Câmara Argentina aprova controversa redução da maioridade penal para 14 anos; entenda as implicações da decisão

Câmara dos Deputados da Argentina Aprova Redução da Maioridade Penal para 14 Anos

Na última quinta-feira (12), a Câmara dos Deputados da Argentina decidiu reduzir a maioridade penal de 16 para 14 anos, marcando uma mudança significativa na legislação do país e um avanço em uma agenda de endurecimento punitivo. A proposta agora aguarda análise no Senado antes de ser sancionada pelo presidente Javier Milei.

A votação, que resultou em 149 votos a favor e 100 contra, ocorreu logo após o Senado aprovar uma reforma trabalhista que flexibiliza direitos históricos dos trabalhadores. O apoio à nova medida veio principalmente de partidos alinhados ao governo, enquanto setores da esquerda manifestaram forte resistência.

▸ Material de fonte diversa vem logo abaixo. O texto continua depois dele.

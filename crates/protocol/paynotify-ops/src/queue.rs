//! Work queue backends.
//!
//! The [`Enqueuer`](crate::Enqueuer) pushes work and the
//! [`WorkerPool`](crate::WorkerPool) pops it. Two backends exist:
//!
//! | Backend           | Storage          | Guarantee      |
//! |-------------------|------------------|----------------|
//! | [`InProcessQueue`] | bounded tokio mpsc | at-most-once |
//! | [`DurableQueue`]   | SQLite work_queue | at-least-once  |

use std::sync::atomic::{AtomicBool, Ordering};
use std::sync::Mutex;
use std::time::Duration;

use async_trait::async_trait;
use paynotify_store::{SqliteWorkQueue, WorkItem};
use tokio::sync::mpsc;
use tracing::{debug, trace, warn};

use crate::error::{OpsError, OpsResult};

/// What a backend promises about lost or repeated work.
#[derive(Debug, Clone, Copy, PartialEq, Eq)]
pub enum DeliveryGuarantee {
    /// Lost on crash, never repeated.
    AtMostOnce,
    /// Repeated after a crash, never lost.
    AtLeastOnce,
}

/// A popped work item plus the handle needed to acknowledge it.
#[derive(Debug, Clone)]
pub struct Delivery {
    /// The work.
    pub item: WorkItem,
    /// Backend receipt (durable queue row id).
    pub receipt: Option<i64>,
    /// How many times this item has been handed out, including now.
    pub attempts: u32,
}

/// Queue between the enqueuer and the workers.
#[async_trait]
pub trait QueueBackend: Send + Sync {
    /// Add an item.
    async fn push(&self, item: WorkItem) -> OpsResult<()>;

    /// Wait for the next item. `None` once the queue is closed and drained.
    ///
    /// Must be cancel-safe: dropping the future loses no item.
    async fn pop(&self) -> OpsResult<Option<Delivery>>;

    /// Mark a delivery as processed.
    async fn ack(&self, delivery: &Delivery) -> OpsResult<()>;

    /// The backend's delivery guarantee.
    fn guarantee(&self) -> DeliveryGuarantee;

    /// Stop accepting pushes and end `pop` once drained.
    fn close(&self);
}

// =============================================================================
// In-process
// =============================================================================

/// Default number of items an [`InProcessQueue`] holds before refusing pushes.
pub const DEFAULT_IN_PROCESS_CAPACITY: usize = 1024;

/// Bounded tokio channel. Items die with the process.
///
/// A full queue refuses the push with [`OpsError::Queue`] instead of
/// waiting, so callers see back-pressure at once.
pub struct InProcessQueue {
    tx: Mutex<Option<mpsc::Sender<WorkItem>>>,
    rx: tokio::sync::Mutex<mpsc::Receiver<WorkItem>>,
    capacity: usize,
}

impl Default for InProcessQueue {
    fn default() -> Self {
        Self::new()
    }
}

impl InProcessQueue {
    /// Create an empty queue with the default capacity.
    pub fn new() -> Self {
        Self::with_capacity(DEFAULT_IN_PROCESS_CAPACITY)
    }

    /// Create an empty queue holding at most `capacity` items (at least 1).
    pub fn with_capacity(capacity: usize) -> Self {
        let capacity = capacity.max(1);
        let (tx, rx) = mpsc::channel(capacity);
        Self {
            tx: Mutex::new(Some(tx)),
            rx: tokio::sync::Mutex::new(rx),
            capacity,
        }
    }

    fn sender(&self) -> OpsResult<mpsc::Sender<WorkItem>> {
        self.tx
            .lock()
            .map_err(|_| OpsError::queue("queue sender lock poisoned"))?
            .clone()
            .ok_or(OpsError::QueueClosed)
    }
}

#[async_trait]
impl QueueBackend for InProcessQueue {
    async fn push(&self, item: WorkItem) -> OpsResult<()> {
        let job_id = item.job_id.clone();
        self.sender()?.try_send(item).map_err(|e| match e {
            mpsc::error::TrySendError::Full(_) => OpsError::queue(format!(
                "in-process queue is full ({} items)",
                self.capacity
            )),
            mpsc::error::TrySendError::Closed(_) => OpsError::QueueClosed,
        })?;
        trace!(job_id = %job_id, "Work pushed to in-process queue");
        Ok(())
    }

    async fn pop(&self) -> OpsResult<Option<Delivery>> {
        let mut rx = self.rx.lock().await;
        Ok(rx.recv().await.map(|item| Delivery {
            item,
            receipt: None,
            attempts: 1,
        }))
    }

    async fn ack(&self, _delivery: &Delivery) -> OpsResult<()> {
        Ok(())
    }

    fn guarantee(&self) -> DeliveryGuarantee {
        DeliveryGuarantee::AtMostOnce
    }

    fn close(&self) {
        if let Ok(mut tx) = self.tx.lock() {
            tx.take();
        }
    }
}

// =============================================================================
// Durable
// =============================================================================

/// SQLite-backed queue with claim and visibility timeout.
pub struct DurableQueue {
    queue: SqliteWorkQueue,
    visibility_timeout: Duration,
    idle_poll_interval: Duration,
    closed: AtomicBool,
}

impl DurableQueue {
    /// Wrap a work queue table.
    pub fn new(
        queue: SqliteWorkQueue,
        visibility_timeout: Duration,
        idle_poll_interval: Duration,
    ) -> Self {
        Self {
            queue,
            visibility_timeout,
            idle_poll_interval,
            closed: AtomicBool::new(false),
        }
    }

    /// Items not yet acknowledged.
    pub fn depth(&self) -> OpsResult<u64> {
        Ok(self.queue.depth()?)
    }
}

#[async_trait]
impl QueueBackend for DurableQueue {
    async fn push(&self, item: WorkItem) -> OpsResult<()> {
        if self.closed.load(Ordering::SeqCst) {
            return Err(OpsError::QueueClosed);
        }
        self.queue.push(&item)?;
        Ok(())
    }

    async fn pop(&self) -> OpsResult<Option<Delivery>> {
        loop {
            if self.closed.load(Ordering::SeqCst) {
                return Ok(None);
            }
            match self.queue.claim(self.visibility_timeout) {
                Ok(Some(claimed)) => {
                    debug!(
                        queue_id = claimed.queue_id,
                        job_id = %claimed.item.job_id,
                        attempts = claimed.attempts,
                        "Claimed work"
                    );
                    return Ok(Some(Delivery {
                        item: claimed.item,
                        receipt: Some(claimed.queue_id),
                        attempts: claimed.attempts,
                    }));
                }
                Ok(None) => {}
                // Another connection holds the write lock; poll again.
                Err(e) if e.is_transient() => {
                    warn!(error = %e, "Work queue busy, retrying claim");
                }
                Err(e) => return Err(e.into()),
            }
            tokio::time::sleep(self.idle_poll_interval).await;
        }
    }

    async fn ack(&self, delivery: &Delivery) -> OpsResult<()> {
        let queue_id = delivery
            .receipt
            .ok_or_else(|| OpsError::queue("delivery has no queue receipt"))?;
        if !self.queue.ack(queue_id)? {
            debug!(queue_id, "Ack for work that was already removed");
        }
        Ok(())
    }

    fn guarantee(&self) -> DeliveryGuarantee {
        DeliveryGuarantee::AtLeastOnce
    }

    fn close(&self) {
        self.closed.store(true, Ordering::SeqCst);
    }
}

#[cfg(test)]
mod tests {
    use super::*;
    use paynotify_store::{Database, JobId};

    fn item(n: u32) -> WorkItem {
        WorkItem {
            job_id: JobId::new(format!("job-{}", n)),
            user_id: "alice".into(),
            destination: "1001".into(),
            message: format!("msg {}", n),
        }
    }

    #[tokio::test]
    async fn test_in_process_fifo() {
        let queue = InProcessQueue::new();
        queue.push(item(1)).await.unwrap();
        queue.push(item(2)).await.unwrap();

        let first = queue.pop().await.unwrap().unwrap();
        let second = queue.pop().await.unwrap().unwrap();
        assert_eq!(first.item.job_id.as_str(), "job-1");
        assert_eq!(second.item.job_id.as_str(), "job-2");
        assert_eq!(queue.guarantee(), DeliveryGuarantee::AtMostOnce);
    }

    #[tokio::test]
    async fn test_in_process_close_drains_then_ends() {
        let queue = InProcessQueue::new();
        queue.push(item(1)).await.unwrap();
        queue.close();

        assert!(matches!(
            queue.push(item(2)).await,
            Err(OpsError::QueueClosed)
        ));
        assert!(queue.pop().await.unwrap().is_some());
        assert!(queue.pop().await.unwrap().is_none());
    }

    #[tokio::test]
    async fn test_in_process_full_queue_refuses_push() {
        let queue = InProcessQueue::with_capacity(2);
        queue.push(item(1)).await.unwrap();
        queue.push(item(2)).await.unwrap();

        let err = queue.push(item(3)).await.unwrap_err();
        assert!(matches!(err, OpsError::Queue(ref m) if m.contains("full")));

        // Popping frees a slot.
        queue.pop().await.unwrap().unwrap();
        queue.push(item(3)).await.unwrap();
    }

    #[tokio::test]
    async fn test_durable_ack_removes() {
        let db = Database::open_in_memory().unwrap();
        let queue = DurableQueue::new(
            db.queue.clone(),
            Duration::from_secs(60),
            Duration::from_millis(10),
        );
        queue.push(item(1)).await.unwrap();

        let delivery = queue.pop().await.unwrap().unwrap();
        assert_eq!(delivery.attempts, 1);
        assert!(delivery.receipt.is_some());
        assert_eq!(queue.depth().unwrap(), 1);

        queue.ack(&delivery).await.unwrap();
        assert_eq!(queue.depth().unwrap(), 0);
        assert_eq!(queue.guarantee(), DeliveryGuarantee::AtLeastOnce);
    }

    #[tokio::test]
    async fn test_durable_claimed_item_hidden_until_timeout() {
        let db = Database::open_in_memory().unwrap();
        let queue = DurableQueue::new(
            db.queue.clone(),
            Duration::from_secs(60),
            Duration::from_millis(10),
        );
        queue.push(item(1)).await.unwrap();
        let _claimed = queue.pop().await.unwrap().unwrap();

        let second = tokio::time::timeout(Duration::from_millis(100), queue.pop()).await;
        assert!(second.is_err(), "claimed item must stay hidden");
    }

    #[tokio::test]
    async fn test_durable_close_ends_pop() {
        let db = Database::open_in_memory().unwrap();
        let queue = DurableQueue::new(
            db.queue.clone(),
            Duration::from_secs(60),
            Duration::from_millis(10),
        );
        queue.close();
        assert!(queue.pop().await.unwrap().is_none());
        assert!(matches!(
            queue.push(item(1)).await,
            Err(OpsError::QueueClosed)
        ));
    }
}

Embora inicialmente Milei tenha sugerido uma redução da maioridade penal para 13 anos, o governo recuou durante as negociações em busca de apoio parlamentar. O debate sobre essa mudança ganhou destaque após o assassinato de um adolescente na província de Santa Fé, crime cometido por outros menores, o que gerou grande repercussão e levou a proposta a ser incluída na agenda do Congresso.

De acordo com o projeto aprovado, adolescentes condenados serão mantidos em unidades separadas do sistema prisional adulto. A internação em regime fechado será restrita a crimes graves, como homicídio. A proposta também busca introduzir medidas alternativas para penas de até três anos, permitindo que jovens cumpram serviços comunitários, utilizem monitoramento eletrônico e fiquem proibidos de manter contato com vítimas.

Além disso, o texto prevê ações voltadas à reintegração social, como acompanhamento por equipes multidisciplinares e capacitação profissional. Se a legislação for confirmada, o tempo máximo de pena para adolescentes será de 15 anos, com possibilidade de liberdade condicional após o cumprimento de dois terços da pena.

Durante as discussões, parlamentares da oposição questionaram o governo sobre o financiamento das novas estruturas necessárias para a implementação da proposta. O Executivo anunciou a liberação de recursos, mas críticos apontam que os valores não seriam suficientes.

Em nota oficial, o governo de Javier Milei celebrou a aprovação da proposta, destacando o compromisso com a segurança e a justiça no país. A votação representa um momento decisivo na reformulação do sistema de justiça juvenil na Argentina, com implicações que poderão reverberar na sociedade nos próximos anos.